9. La fiaba insegna dunque, come avrebbe detto Esopo, che gli atti di volontà, legge inclusa, nulla sono in sé sul piano del reale. Guidano ad esso. I privati fanno e devono fare quello che vogliono. Ma il legislatore di cui qui ci occupiamo ha un compito preciso. Non basta che faccia una legge. Quando decide di adottare un simile atto di volontà politica, deve pensare e ripensare agli strumenti che la devono accompagnare perché non resti flatus vocis e si perda per strada. In un certo senso, la vera lotta, la lotta per il diritto di Jehring, comincia allora: attraversata la fase dell’astratta formulazione di un progetto in termini di legge, ci deve misurare con il concreto, per far radicare la legge nella società ed elevarla al rango di consuetudine. Come? Con quali strumenti? Lo si può dire solo di volta in volta; bisogna chiederselo sempre.

In sintesi, si può forse dire che la traduzione della legge in diritto è un processo storico fondamentale, che racchiude in sé l’essenza del politico. Se ne sono visti i passi: deve formarsi l’atto di volontà, che si esprime con la norma; devono poi maturare ed esprimersi le forze che conducono all’adesione alla norma e quindi alla sua trasformazione in consuetudine.

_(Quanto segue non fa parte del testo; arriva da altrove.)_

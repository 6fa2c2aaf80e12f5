//! Error types for the sync layer.

use thiserror::Error;

/// Failures a Remote Store backend can report.
///
/// None of these ever reach callers of the sync engine; they are turned into
/// a local fallback (reads) or handed to the observer (writes).
#[derive(Debug, Clone, PartialEq, Eq, Error)]
pub enum RemoteError {
    #[error("remote store timed out")]
    Timeout,
    #[error("remote store denied access")]
    PermissionDenied,
    #[error("document not found")]
    NotFound,
    #[error("remote transport error: {0}")]
    Transport(String),
    #[error("malformed remote document: {0}")]
    Malformed(String),
}

/// Errors surfaced by the sync engine.
#[derive(Debug, Error)]
pub enum SyncError {
    /// The entity (or a stored document) failed schema validation.
    #[error("validation failed: {0}")]
    Validation(String),
    /// The on-device store could not be read or written. Fatal for the entity.
    #[error("local store failure: {0}")]
    LocalStore(String),
    /// `From` conversion target for [`RemoteError`]. The engine never returns
    /// it; remote failures end in a local fallback or the observer.
    #[error("remote store unavailable: {0}")]
    RemoteUnavailable(#[from] RemoteError),
}

impl SyncError {
    pub fn validation(msg: impl Into<String>) -> Self {
        Self::Validation(msg.into())
    }

    /// Wrap any local store failure, keeping the full context chain.
    pub fn local(err: &anyhow::Error) -> Self {
        Self::LocalStore(format!("{err:#}"))
    }

    #[must_use]
    pub fn is_fatal(&self) -> bool {
        matches!(self, Self::LocalStore(_))
    }
}

pub type SyncResult<T> = std::result::Result<T, SyncError>;
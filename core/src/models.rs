use anyhow::{Context, Result, bail};
use chrono::{Datelike, NaiveDate, NaiveTime, Utc};
use serde::{Deserialize, Serialize};
use serde_json::Value;
use uuid::Uuid;

/// Allowed drift when the three macro percentages are summed.
pub const MACRO_SUM_TOLERANCE: f64 = 1.0;

/// Water goal assumed when a profile has none set.
pub const DEFAULT_WATER_TARGET_ML: u32 = 2500;

// --- Profile ---

#[derive(Debug, Clone, Copy, PartialEq, Eq, Serialize, Deserialize)]
pub enum Gender {
    Male,
    Female,
    Other,
}

#[derive(Debug, Clone, Copy, PartialEq, Eq, Serialize, Deserialize)]
pub enum ActivityLevel {
    Sedentary,
    Light,
    Moderate,
    Active,
    Athlete,
}

#[derive(Debug, Clone, Copy, PartialEq, Eq, Serialize, Deserialize)]
pub enum PrimaryGoal {
    #[serde(rename = "Weight Loss")]
    WeightLoss,
    Maintenance,
    #[serde(rename = "Muscle Gain")]
    MuscleGain,
}

#[derive(Debug, Clone, Copy, PartialEq, Eq, Serialize, Deserialize)]
pub enum DietaryType {
    Omnivore,
    Vegetarian,
    Vegan,
    Keto,
    Paleo,
}

#[derive(Debug, Clone, PartialEq, Serialize, Deserialize)]
#[serde(rename_all = "camelCase")]
pub struct Biometrics {
    pub age: u32,
    /// kg
    pub weight: f64,
    /// cm
    pub height: f64,
    pub gender: Gender,
    pub activity_level: ActivityLevel,
}

#[derive(Debug, Clone, Copy, PartialEq, Serialize, Deserialize)]
pub struct MacroRatio {
    pub p: f64,
    pub c: f64,
    pub f: f64,
}

#[derive(Debug, Clone, PartialEq, Serialize, Deserialize)]
#[serde(rename_all = "camelCase")]
pub struct Goals {
    pub primary: PrimaryGoal,
    #[serde(default)]
    pub target_weight: Option<f64>,
    pub daily_calories: u32,
    /// ml
    #[serde(default)]
    pub daily_water: Option<u32>,
    pub macro_ratio: MacroRatio,
}

#[derive(Debug, Clone, PartialEq, Serialize, Deserialize)]
#[serde(rename_all = "camelCase")]
pub struct Preferences {
    #[serde(default)]
    pub allergies: Vec<String>,
    pub dietary_type: DietaryType,
    #[serde(default)]
    pub excluded_ingredients: Vec<String>,
}

#[derive(Debug, Clone, Copy, PartialEq, Eq, Serialize, Deserialize)]
pub enum ReminderType {
    Medicine,
    Screening,
    Custom,
    Water,
}

#[derive(Debug, Clone, Copy, PartialEq, Eq, Serialize, Deserialize)]
pub enum ReminderFrequency {
    Daily,
    Weekly,
    Once,
}

#[derive(Debug, Clone, PartialEq, Serialize, Deserialize)]
pub struct Reminder {
    pub id: String,
    #[serde(rename = "type")]
    pub kind: ReminderType,
    pub title: String,
    pub date: NaiveDate,
    /// "HH:MM", 24h
    pub time: String,
    #[serde(default)]
    pub completed: bool,
    #[serde(default, skip_serializing_if = "Option::is_none")]
    pub dosage: Option<String>,
    #[serde(default, skip_serializing_if = "Option::is_none")]
    pub frequency: Option<ReminderFrequency>,
    #[serde(default, skip_serializing_if = "Option::is_none")]
    pub location: Option<String>,
    #[serde(default, skip_serializing_if = "Option::is_none")]
    pub notes: Option<String>,
}

impl Reminder {
    #[must_use]
    pub fn new(kind: ReminderType, title: &str, date: NaiveDate, time: &str) -> Self {
        Self {
            id: Uuid::new_v4().to_string(),
            kind,
            title: title.to_string(),
            date,
            time: time.to_string(),
            completed: false,
            dosage: None,
            frequency: None,
            location: None,
            notes: None,
        }
    }

    /// Whether the reminder fires on `day`.
    #[must_use]
    pub fn is_active_on(&self, day: NaiveDate) -> bool {
        match self.frequency {
            None | Some(ReminderFrequency::Once) => self.date == day,
            Some(_) if day < self.date => false,
            Some(ReminderFrequency::Daily) => true,
            Some(ReminderFrequency::Weekly) => day.weekday() == self.date.weekday(),
        }
    }
}

/// One record per identity. An empty `id` marks the "needs onboarding" sentinel.
///
/// Unset optionals serialize as `null` so a merge-write clears them remotely.
#[derive(Debug, Clone, PartialEq, Serialize, Deserialize)]
#[serde(rename_all = "camelCase")]
pub struct Profile {
    pub id: String,
    #[serde(default)]
    pub email: Option<String>,
    pub name: String,
    #[serde(default)]
    pub avatar_url: Option<String>,
    pub biometrics: Biometrics,
    pub goals: Goals,
    pub preferences: Preferences,
    #[serde(default)]
    pub reminders: Vec<Reminder>,
}
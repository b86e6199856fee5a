//! A small promise-driven asynchronous I/O runtime.
//!
//! This library provides an event loop that multiplexes timers,
//! idles, and byte streams, a promise/future pair for composing
//! asynchronous operations, and a task primitive that offloads
//! synchronous work to a worker thread and re-enters the loop with
//! the result.
//!
//! # The loop
//!
//! All user continuations run on the single thread that called
//! [`event::Loop::run`]. Parallelism exists only behind the scenes:
//! the reactor delivering completions and task worker threads, both
//! of which re-enter the loop through [`event::Loop::post`].
//!
//! ```
//! use promio::event::Loop;
//!
//! let lp = Loop::new().unwrap();
//! lp.post(|| println!("hello from the loop thread"));
//! lp.run().unwrap();
//! ```
//!
//! # Promises
//!
//! A [`event::Promise`] is settled exactly once; its
//! [`event::Future`] chains continuations with `then`. Continuations
//! returning futures are attached in place, so a chain never sees a
//! future of a future, and rejections flow past plain `then` links
//! until a two-path `then_or_else` recovers them.
//!
//! ```
//! use promio::event::Promise;
//!
//! let promise = Promise::<i32>::new();
//! promise
//!     .future()
//!     .then(|v| Ok(v * 2))
//!     .then(|v| assert_eq!(8, v));
//! promise.resolve(4);
//! ```
//!
//! # Tasks
//!
//! [`task::make_task`] wraps a callable; invoking it runs the body
//! on a worker thread and resolves a future on the loop thread. The
//! worker is always joined before the future settles.
//!
//! # Streams
//!
//! [`io::Pipe`], [`io::Tcp`], and [`io::Udp`] share one stream state
//! machine with continuous chunked reads, queued writes, and a
//! shutdown-first close. Servers accept polymorphically: the client
//! handed to a listen callback is typed by the handle type observed
//! at accept time.

#![warn(missing_docs)]

pub mod error;
pub mod event;
pub mod io;
pub mod task;

pub use error::{Error, ErrorKind};
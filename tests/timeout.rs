mod support;

use std::sync::atomic::{AtomicBool, AtomicUsize, Ordering};
use std::sync::Arc;
use std::time::Instant;

use promio::error::{Error, ErrorKind};
use promio::event::{wait, Loop, Timeout};

#[test]
fn test_no_delay() {
    support::init_log();
    let lp = Loop::new().unwrap();
    let resolved = Arc::new(AtomicBool::new(false));

    let timeout = Timeout::new(&lp);
    let start = Instant::now();
    {
        let resolved = resolved.clone();
        timeout.start(support::millis(0)).then(move |()| {
            assert!(start.elapsed() < support::millis(25));
            resolved.store(true, Ordering::SeqCst);
        });
    }
    assert!(!resolved.load(Ordering::SeqCst));

    lp.run().unwrap();
    assert!(resolved.load(Ordering::SeqCst));
}

#[test]
fn test_short_delay() {
    support::init_log();
    let lp = Loop::new().unwrap();
    let resolved = Arc::new(AtomicBool::new(false));

    let timeout = Timeout::new(&lp);
    let start = Instant::now();
    {
        let resolved = resolved.clone();
        timeout.start(support::millis(25)).then(move |()| {
            let elapsed = start.elapsed();
            assert!(
                elapsed >= support::millis(22),
                "timer fired early: {:?}",
                elapsed
            );
            assert!(
                elapsed <= support::millis(28),
                "timer fired late: {:?}",
                elapsed
            );
            resolved.store(true, Ordering::SeqCst);
        });
    }
    assert!(!resolved.load(Ordering::SeqCst));

    lp.run().unwrap();
    assert!(resolved.load(Ordering::SeqCst));
}

#[test]
fn test_repeat() {
    support::init_log();
    let lp = Loop::new().unwrap();
    let resolved = Arc::new(AtomicBool::new(false));
    let call_count = Arc::new(AtomicUsize::new(0));

    let interval = support::millis(5);
    let discrepancy = support::millis(3);

    let timeout = Timeout::new(&lp);
    let start = Instant::now();
    let future = {
        let call_count = call_count.clone();
        timeout.repeat(interval, move |repeat_timeout| {
            let count = call_count.fetch_add(1, Ordering::SeqCst) + 1;
            let elapsed = start.elapsed();

            assert!(
                elapsed >= (interval - discrepancy) * count as u32,
                "call {} arrived early: {:?}",
                count,
                elapsed
            );

            assert!(count < 5, "repeat kept firing after stop");
            if count == 4 {
                repeat_timeout.stop();
            }
        })
    };
    {
        let resolved = resolved.clone();
        future.then(move |()| {
            assert!(!resolved.swap(true, Ordering::SeqCst));
        });
    }
    assert!(!resolved.load(Ordering::SeqCst));
    assert_eq!(0, call_count.load(Ordering::SeqCst));

    lp.run().unwrap();
    assert_eq!(4, call_count.load(Ordering::SeqCst));
    assert!(resolved.load(Ordering::SeqCst));
}

#[test]
fn test_stop_rejects_pending_start() {
    support::init_log();
    let lp = Loop::new().unwrap();
    let rejected = Arc::new(AtomicBool::new(false));

    let timeout = Timeout::new(&lp);
    {
        let rejected = rejected.clone();
        timeout.start(support::millis(125)).then_or_else(
            |()| -> Result<(), Error> {
                panic!("timeout promise was resolved, not rejected");
            },
            move |err| {
                assert_eq!(ErrorKind::Cancelled, err.kind());
                assert_eq!(1, err.code());
                assert_eq!("Timeout cancelled.", err.message());
                rejected.store(true, Ordering::SeqCst);
                Ok(())
            },
        );
    }
    assert!(!rejected.load(Ordering::SeqCst));

    {
        let timeout = timeout.clone();
        wait(&lp, support::millis(25)).then(move |()| {
            timeout.stop();
        });
    }

    lp.run().unwrap();
    assert!(rejected.load(Ordering::SeqCst));
}

#[test]
fn test_wait_resolves() {
    support::init_log();
    let lp = Loop::new().unwrap();
    let resolved = Arc::new(AtomicBool::new(false));

    let start = Instant::now();
    {
        let resolved = resolved.clone();
        wait(&lp, support::millis(10)).then(move |()| {
            assert!(start.elapsed() >= support::millis(9));
            resolved.store(true, Ordering::SeqCst);
        });
    }

    lp.run().unwrap();
    assert!(resolved.load(Ordering::SeqCst));
}
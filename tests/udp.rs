mod support;

use std::sync::atomic::{AtomicBool, Ordering};
use std::sync::Arc;

use bytes::Bytes;
use promio::event::Loop;
use promio::io::Udp;

const DATAGRAM: &[u8] = b"an awesome message to keep";

#[test]
fn test_send_and_receive_datagram() {
    support::init_log();
    let lp = Loop::new().unwrap();

    let receiver = Udp::new(&lp);
    receiver.bind("127.0.0.1:0".parse().unwrap()).unwrap();
    let addr = receiver.local_addr().unwrap();

    let sender = Udp::new(&lp);
    sender.bind("127.0.0.1:0".parse().unwrap()).unwrap();

    let received = Arc::new(AtomicBool::new(false));
    let read_completed = Arc::new(AtomicBool::new(false));
    let sent = Arc::new(AtomicBool::new(false));

    {
        let received = received.clone();
        let read_completed = read_completed.clone();
        let stopper = receiver.clone();
        receiver
            .read(move |datagram| {
                assert_eq!(Bytes::from_static(DATAGRAM), datagram);
                received.store(true, Ordering::SeqCst);
                stopper.stop_read();
            })
            .then(move |bytes_read| {
                assert_eq!(DATAGRAM.len(), bytes_read);
                read_completed.store(true, Ordering::SeqCst);
            });
    }

    {
        let sent = sent.clone();
        let writer = sender.clone();
        sender.connect(addr).then(move |()| {
            writer.write(Bytes::from_static(DATAGRAM)).then(move |n| {
                assert_eq!(DATAGRAM.len(), n);
                sent.store(true, Ordering::SeqCst);
            })
        });
    }

    lp.run().unwrap();
    assert!(sent.load(Ordering::SeqCst));
    assert!(received.load(Ordering::SeqCst));
    assert!(read_completed.load(Ordering::SeqCst));
}
//! UDP sockets over the shared stream machinery.
//!
//! Datagrams flow through the same read/write lifecycle as the byte
//! transports: each received datagram is one chunk, and a write
//! sends one datagram to the connected peer.

use std::net::SocketAddr;

use bytes::Bytes;
use mio::net::UdpSocket;

use crate::error::{Error, ErrorKind};
use crate::event::event_loop::Loop;
use crate::event::promise::Future;
use crate::io::stream::{BasicStream, HandleType, Transport};

/// A UDP socket.
#[derive(Clone)]
pub struct Udp {
    stream: BasicStream,
}

impl Udp {
    /// Construct an unopened UDP stream.
    pub fn new(lp: &Loop) -> Udp {
        Udp {
            stream: BasicStream::new(lp, HandleType::Udp, false),
        }
    }

    /// Bind a local address.
    pub fn bind(&self, addr: SocketAddr) -> Result<(), Error> {
        log::trace!("binding udp socket to {}", addr);
        match UdpSocket::bind(addr) {
            Ok(sock) => {
                self.stream.set_io(Transport::Udp(sock));
                Ok(())
            }
            Err(e) => Err(Error::from_io(ErrorKind::Stream, &e)),
        }
    }

    /// The local address of this socket.
    pub fn local_addr(&self) -> Result<SocketAddr, Error> {
        self.stream.local_addr()
    }

    /// Set the default peer for writes.
    ///
    /// UDP has no handshake, so the returned future settles
    /// immediately.
    pub fn connect(&self, addr: SocketAddr) -> Future<()> {
        if let Err(err) = self.stream.check_connect_once() {
            return Future::rejected(err);
        }
        self.stream.udp_connect(addr)
    }

    /// Begin receiving datagrams; each datagram is one chunk.
    pub fn read<F>(&self, on_chunk: F) -> Future<usize>
    where
        F: FnMut(Bytes) + Send + 'static,
    {
        self.stream.read(on_chunk)
    }

    /// Stop datagram delivery; see [`BasicStream::stop_read`].
    pub fn stop_read(&self) {
        self.stream.stop_read()
    }

    /// Send one datagram to the connected peer.
    pub fn write<B: Into<Bytes>>(&self, buf: B) -> Future<usize> {
        self.stream.write(buf)
    }

    /// Close the socket; see [`BasicStream::close`].
    pub fn close(&self) -> Future<()> {
        self.stream.close()
    }

    /// The underlying shared stream.
    pub fn as_stream(&self) -> &BasicStream {
        &self.stream
    }
}
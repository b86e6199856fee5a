mod support;

use std::panic::{catch_unwind, AssertUnwindSafe};
use std::sync::atomic::{AtomicUsize, Ordering};
use std::sync::Arc;
use std::thread;

use promio::event::{Idle, Loop};

#[test]
fn test_empty_loop_returns_immediately() {
    support::init_log();
    let lp = Loop::new().unwrap();
    lp.run().unwrap();
}

#[test]
fn test_idle_loop() {
    support::init_log();
    const TICKS: usize = 10_000;

    let lp = Loop::new().unwrap();
    let counter = Arc::new(AtomicUsize::new(0));
    let idle = Idle::new(&lp);

    {
        let idle = idle.clone();
        let counter = counter.clone();
        idle.clone().start(move || {
            if counter.fetch_add(1, Ordering::SeqCst) + 1 >= TICKS {
                idle.stop();
            }
        });
    }

    assert_eq!(0, counter.load(Ordering::SeqCst));
    lp.run().unwrap();
    assert_eq!(TICKS, counter.load(Ordering::SeqCst));
}

#[test]
fn test_post() {
    support::init_log();
    let lp = Loop::new().unwrap();
    let executed = Arc::new(AtomicUsize::new(0));

    {
        let executed = executed.clone();
        lp.post(move || {
            executed.fetch_add(1, Ordering::SeqCst);
        });
    }

    assert_eq!(0, executed.load(Ordering::SeqCst));
    lp.run().unwrap();
    assert_eq!(1, executed.load(Ordering::SeqCst));
}

#[test]
fn test_post_panic_is_reraised() {
    support::init_log();
    let lp = Loop::new().unwrap();
    let executed = Arc::new(AtomicUsize::new(0));

    {
        let executed = executed.clone();
        lp.post(move || {
            executed.fetch_add(1, Ordering::SeqCst);
            panic!("foobar");
        });
    }

    assert_eq!(0, executed.load(Ordering::SeqCst));
    let payload = catch_unwind(AssertUnwindSafe(|| lp.run())).unwrap_err();
    assert_eq!(Some(&"foobar"), payload.downcast_ref::<&str>());
    assert_eq!(1, executed.load(Ordering::SeqCst));
}

#[test]
fn test_post_from_thread() {
    support::init_log();
    let lp = Loop::new().unwrap();
    let executed = Arc::new(AtomicUsize::new(0));
    let loop_thread = thread::current().id();

    let idle = Idle::new(&lp);
    {
        let idle = idle.clone();
        let executed = executed.clone();
        idle.clone().start(move || {
            if executed.load(Ordering::SeqCst) > 0 {
                idle.stop();
            }
        });
    }

    let background = {
        let lp = lp.clone();
        let executed = executed.clone();
        thread::spawn(move || {
            assert_ne!(loop_thread, thread::current().id());
            thread::sleep(support::millis(10));

            lp.post(move || {
                assert_eq!(loop_thread, thread::current().id());
                executed.fetch_add(1, Ordering::SeqCst);
            });
        })
    };

    assert_eq!(0, executed.load(Ordering::SeqCst));
    lp.run().unwrap();
    assert_eq!(1, executed.load(Ordering::SeqCst));

    background.join().unwrap();
}

#[test]
fn test_posts_run_in_order() {
    support::init_log();
    let lp = Loop::new().unwrap();
    let order = Arc::new(std::sync::Mutex::new(Vec::new()));

    for i in 0..16 {
        let order = order.clone();
        lp.post(move || {
            order.lock().unwrap().push(i);
        });
    }

    lp.run().unwrap();
    assert_eq!((0..16).collect::<Vec<_>>(), *order.lock().unwrap());
}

L’essenza del politico sta in ciò, che solo in questo modo si raggiunge lo scopo avuto di mira pensando la legge, mutare e migliorare l’ordine della società.
Poiché chi collabora a questa Rivista alberga nel cuore e nella mente amore e rispetto per il diritto, si cercherà sempre di dare un contributo in questa direzione. Perché la legge divenga diritto.